I got my haircut yesterday, and frankly, it was one of the worst experiences of my life. In college I went to an old school barber, you know, the ones with the shaving cream and stuff. I even went to Douglas J a couple of times because it was only 10 bucks and the chicks would rub your head with oil

But since then I’ve shufled between a couple of places. And none of them have been the same. See, I refuse to pay more than say 15 bucks for a haircut. I’m going bald anyways and a monkey could cut my hair so I really dont think anybody deserves more than that.

But I will admit I have paid more than 15 bucks once…Chick at Lady Jane’s was smoking hot and she must have thought she was a stripper or something the way she was touching me. I felt she deserved an extra reward.

But that’s neither here nor there(to my gf, that happened way before you so don’t ask).

Anyways, this brings me to my haircut yesterday. An absolute atrocity(chick had just come from a smoke break)

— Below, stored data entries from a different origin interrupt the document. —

//! Countdown Server - A state-managed HTTP server hosting a countdown timer
//! 
//! This is the main entry point for the countdown-server application.

use std::sync::Arc;
use tokio::net::TcpListener;
use tracing::info;

use countdown_server::{
    api::create_router,
    clock::SystemClock,
    config::Config,
    state::AppState,
    tasks::countdown_ticker_task,
    utils::shutdown_signal,
};

#[tokio::main]
async fn main() -> anyhow::Result<()> {
    let config = Config::parse();

    // Initialize tracing with appropriate log level
    tracing_subscriber::fmt()
        .with_env_filter(format!("countdown_server={},tower_http=info", config.log_level()))
        .init();

    info!("Starting countdown-server v{}", env!("CARGO_PKG_VERSION"));
    info!("Configuration: host={}, port={}, tick={}ms",
          config.host, config.port, config.tick_ms);

    // Create application state
    let mut state = AppState::new(config.port, config.host.clone(), Arc::new(SystemClock));
    if let Some(path) = config.preferences.clone() {
        info!("Persisting preferences to {}", path.display());
        state = state.with_preferences_file(path)?;
    }
    let state = Arc::new(state);

    // Start the countdown ticker background task
    let ticker_state = Arc::clone(&state);
    let period = config.tick_period();
    tokio::spawn(async move {
        countdown_ticker_task(ticker_state, period).await;
    });

    // Create HTTP router with all endpoints
    let app = create_router(state);

    // Bind to the specified address
    let addr = config.address();
    let listener = TcpListener::bind(&addr).await?;

    info!("Server running on http://{}", addr);
    info!("Endpoints:");
    info!("  POST /countdown/start  - Start a duration or end-time countdown");
    info!("  POST /countdown/pause  - Toggle pause/resume");
    info!("  POST /countdown/reset  - Reset the countdown");
    info!("  GET  /countdown        - Current remaining time");
    info!("  GET  /countdown/events - Server-sent snapshots and completion");
    info!("  GET  /preferences      - Display preferences (PUT to update)");
    info!("  GET  /status           - Countdown and server status");
    info!("  GET  /health           - Health check");

    // Setup graceful shutdown
    let server = axum::serve(listener, app);

    tokio::select! {
        result = server => {
            if let Err(e) = result {
                tracing::error!("Server error: {}", e);
            }
        }
        _ = shutdown_signal() => {
            info!("Shutdown signal received");
        }
    }

    info!("Server shutdown complete");
    Ok(())
}
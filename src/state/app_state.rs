//! Main application state management

use std::{
    path::PathBuf,
    sync::{Arc, Mutex, MutexGuard},
    time::Instant,
};
use chrono::{DateTime, Local, Utc};
use tokio::sync::{broadcast, watch};
use tracing::{debug, info, warn};

use crate::{
    clock::Clock,
    engine::{Countdown, PauseOutcome, RunState, Snapshot, StartOutcome, StartRequest, TickOutcome},
    error::{AppError, AppResult},
};
use super::{CountdownEvent, Preferences, PreferencesUpdate};

/// Shared state: the countdown, its observers, preferences and server metadata
#[derive(Debug)]
pub struct AppState {
    /// The single owner of countdown state
    countdown: Mutex<Countdown>,
    clock: Arc<dyn Clock>,
    /// Display preferences and where to persist them
    preferences: Mutex<Preferences>,
    preferences_path: Option<PathBuf>,
    /// Server metadata
    pub start_time: Instant,
    pub port: u16,
    pub host: String,
    /// Last action tracking
    last_action: Mutex<Option<String>>,
    last_action_time: Mutex<Option<DateTime<Utc>>>,
    /// Lifecycle events, including the one-shot completion signal
    event_tx: broadcast::Sender<CountdownEvent>,
    /// Latest snapshot, replaced on every recomputation
    snapshot_tx: watch::Sender<Snapshot>,
}

impl AppState {
    /// Create a new AppState with an idle countdown and default preferences
    pub fn new(port: u16, host: String, clock: Arc<dyn Clock>) -> Self {
        let countdown = Countdown::new();
        let (event_tx, _) = broadcast::channel(100);
        let (snapshot_tx, _) = watch::channel(countdown.snapshot());

        Self {
            countdown: Mutex::new(countdown),
            clock,
            preferences: Mutex::new(Preferences::default()),
            preferences_path: None,
            start_time: Instant::now(),
            port,
            host,
            last_action: Mutex::new(None),
            last_action_time: Mutex::new(None),
            event_tx,
            snapshot_tx,
        }
    }

    /// Load preferences from `path` and persist future updates there
    pub fn with_preferences_file(mut self, path: PathBuf) -> AppResult<Self> {
        let preferences = Preferences::load(&path)?;
        self.preferences = Mutex::new(preferences);
        self.preferences_path = Some(path);
        Ok(self)
    }

    fn countdown(&self) -> AppResult<MutexGuard<'_, Countdown>> {
        self.countdown.lock().map_err(|_| AppError::StateLock("countdown"))
    }

    /// Apply a transition to the countdown at the clock's current time
    fn transition<T, F>(&self, apply: F) -> AppResult<(T, Snapshot, DateTime<Local>)>
    where
        F: FnOnce(&mut Countdown, &DateTime<Local>) -> T,
    {
        let now = self.clock.now();
        let mut countdown = self.countdown()?;
        let outcome = apply(&mut countdown, &now);
        let snapshot = countdown.snapshot();
        drop(countdown); // Release the lock before notifying

        Ok((outcome, snapshot, now))
    }

    fn record_action(&self, action: &str, at: &DateTime<Local>) {
        if let Ok(mut last_action) = self.last_action.lock() {
            *last_action = Some(action.to_string());
        }
        if let Ok(mut last_time) = self.last_action_time.lock() {
            *last_time = Some(at.with_timezone(&Utc));
        }
    }

    fn publish(&self, snapshot: &Snapshot, event: Option<CountdownEvent>) {
        self.snapshot_tx.send_replace(snapshot.clone());

        if let Some(event) = event {
            debug!("Broadcasting countdown event: {}", event.name());
            // No receivers is fine; the ticker may not have subscribed yet
            if let Err(e) = self.event_tx.send(event) {
                debug!("No listeners for {} event: {}", event.name(), e);
            }
        }
    }

    /// Start a countdown. A rejected start (zero length, or a countdown that
    /// already completed) leaves the state untouched and broadcasts nothing
    pub fn start(&self, request: StartRequest) -> AppResult<(StartOutcome, Snapshot)> {
        let (outcome, snapshot, now) = self.transition(|countdown, now| countdown.start(request, now))?;

        match outcome {
            StartOutcome::Started => {
                self.record_action("start", &now);
                info!(
                    "Countdown started in {:?} mode with {} remaining",
                    snapshot.mode, snapshot.remaining
                );
                self.publish(&snapshot, Some(CountdownEvent::Started { mode: snapshot.mode }));
            }
            StartOutcome::Rejected => {
                warn!("Ignoring start request in {:?} state: {:?}", snapshot.run_state, request);
            }
        }

        Ok((outcome, snapshot))
    }

    /// Flip between running and paused
    pub fn toggle_pause(&self) -> AppResult<Snapshot> {
        let (outcome, snapshot, now) = self.transition(|countdown, now| countdown.toggle_pause(now))?;
        self.record_action("toggle-pause", &now);

        match outcome {
            PauseOutcome::Paused => {
                info!("Countdown paused at {}", snapshot.remaining);
                self.publish(&snapshot, Some(CountdownEvent::Paused));
            }
            PauseOutcome::Resumed => {
                info!("Countdown resumed at {}", snapshot.remaining);
                self.publish(&snapshot, Some(CountdownEvent::Resumed));
            }
            PauseOutcome::Ignored => {
                debug!("Pause toggle ignored in {:?} state", snapshot.run_state);
            }
        }

        Ok(snapshot)
    }

    /// Return to idle, whatever the current state
    pub fn reset(&self) -> AppResult<Snapshot> {
        let ((), snapshot, now) = self.transition(|countdown, _| countdown.reset())?;
        self.record_action("reset", &now);
        info!("Countdown reset");
        self.publish(&snapshot, Some(CountdownEvent::Reset));
        Ok(snapshot)
    }

    /// Recompute remaining time; called by the ticker once per period
    pub fn tick(&self) -> AppResult<Snapshot> {
        let now = self.clock.now();
        let mut countdown = self.countdown()?;
        let outcome = countdown.tick(&now);
        let snapshot = countdown.snapshot();
        drop(countdown);

        match outcome {
            TickOutcome::Counted => {
                debug!("Tick: {} remaining", snapshot.remaining);
                self.publish(&snapshot, None);
            }
            TickOutcome::Completed => {
                info!("Countdown completed");
                self.publish(&snapshot, Some(CountdownEvent::Completed));
            }
            TickOutcome::Skipped => {}
        }

        Ok(snapshot)
    }

    /// Get the current countdown snapshot
    pub fn snapshot(&self) -> AppResult<Snapshot> {
        Ok(self.countdown()?.snapshot())
    }

    pub fn run_state(&self) -> AppResult<RunState> {
        Ok(self.countdown()?.run_state())
    }

    pub fn subscribe_events(&self) -> broadcast::Receiver<CountdownEvent> {
        self.event_tx.subscribe()
    }

    pub fn subscribe_snapshots(&self) -> watch::Receiver<Snapshot> {
        self.snapshot_tx.subscribe()
    }

    /// Get current preferences
    pub fn preferences(&self) -> AppResult<Preferences> {
        self.preferences
            .lock()
            .map(|preferences| preferences.clone())
            .map_err(|_| AppError::StateLock("preferences"))
    }

    /// Merge an update into the preferences and persist them if a file is configured
    pub fn update_preferences(&self, update: PreferencesUpdate) -> AppResult<Preferences> {
        let mut preferences = self
            .preferences
            .lock()
            .map_err(|_| AppError::StateLock("preferences"))?;

        let mut updated = preferences.clone();
        updated.apply(update);
        if let Some(path) = &self.preferences_path {
            updated.save(path)?;
        }
        *preferences = updated.clone();
        info!("Preferences updated: {:?}", updated);

        Ok(updated)
    }

    /// Calculate server uptime as a formatted string
    pub fn get_uptime(&self) -> String {
        let duration = self.start_time.elapsed();
        let hours = duration.as_secs() / 3600;
        let minutes = (duration.as_secs() % 3600) / 60;
        let seconds = duration.as_secs() % 60;

        if hours > 0 {
            format!("{}h {}m {}s", hours, minutes, seconds)
        } else if minutes > 0 {
            format!("{}m {}s", minutes, seconds)
        } else {
            format!("{}s", seconds)
        }
    }

    /// Get last action information
    pub fn get_last_action(&self) -> (Option<String>, Option<DateTime<Utc>>) {
        let last_action = self.last_action.lock().ok().and_then(|a| a.clone());
        let last_action_time = self.last_action_time.lock().ok().and_then(|t| *t);
        (last_action, last_action_time)
    }
}
//! Countdown engine module
//!
//! This module contains the countdown state machine and the time arithmetic
//! it is built on. Nothing here touches a clock, a channel or a lock.

pub mod countdown;
pub mod time;

// Re-export main types
pub use countdown::{
    Countdown, CountdownTarget, Mode, PauseOutcome, RunState, Snapshot, StartOutcome, StartRequest,
    TickOutcome,
};
pub use time::{Meridiem, RemainingTime};
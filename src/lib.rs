//! Countdown Server - A state-managed HTTP server hosting a countdown timer
//! 
//! The countdown runs either for a fixed duration or until a wall-clock end
//! time, is recomputed once per second by a single background ticker, and is
//! observable over HTTP and server-sent events.

pub mod api;
pub mod clock;
pub mod config;
pub mod engine;
pub mod error;
pub mod state;
pub mod tasks;
pub mod utils;

// Re-export commonly used types
pub use api::create_router;
pub use clock::{Clock, ManualClock, SystemClock};
pub use config::Config;
pub use engine::{Countdown, Mode, RunState, Snapshot, StartRequest};
pub use error::{AppError, AppResult};
pub use state::AppState;
pub use tasks::countdown_ticker_task;
pub use utils::signals::shutdown_signal;
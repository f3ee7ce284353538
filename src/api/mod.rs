//! HTTP API module
//! 
//! This module contains all HTTP endpoint handlers and response structures.

pub mod handlers;
pub mod responses;

use std::sync::Arc;
use axum::{
    routing::{get, post},
    Router,
};
use tower_http::{cors::CorsLayer, trace::TraceLayer};

use crate::state::AppState;
use handlers::*;

/// Create the HTTP router with all endpoints
pub fn create_router(state: Arc<AppState>) -> Router {
    Router::new()
        .route("/countdown", get(countdown_handler))
        .route("/countdown/start", post(start_handler))
        .route("/countdown/pause", post(pause_handler))
        .route("/countdown/reset", post(reset_handler))
        .route("/countdown/events", get(events_handler))
        .route("/preferences", get(preferences_handler).put(update_preferences_handler))
        .route("/status", get(status_handler))
        .route("/health", get(health_handler))
        .layer(CorsLayer::permissive())
        .layer(TraceLayer::new_for_http())
        .with_state(state)
}
//! Background tasks module
//! 
//! This module contains background tasks that run alongside the HTTP server.

pub mod countdown_ticker;

// Re-export main functions
pub use countdown_ticker::countdown_ticker_task;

So I’ve established 10 things you need to know as a stylist if you are cutting Guyism’s hair

1. Don’t speak unless spoken to
2. If you have big boobs, rub them against my head every so often
3. If you don’t have big boobs, get some implants
4. Don’t smell like smoke or food. In fact, you should smell like roses or some fancy conditioner
5. If you are hot, put your hands on my shoulders and give a quick squeeze. It sends shivers down my spine
6. When I conveniently drop my wallet on the floor, be sure to bend over with your butt facing me
7. If I’ve gone to you more than 5 times, you should remember exactly how I want my cut
8. Smile and be happy with your job
9. Look like the girl in the picture
10. Completely hypethical, but if you think I’m single, feel free to write your number on the receipt.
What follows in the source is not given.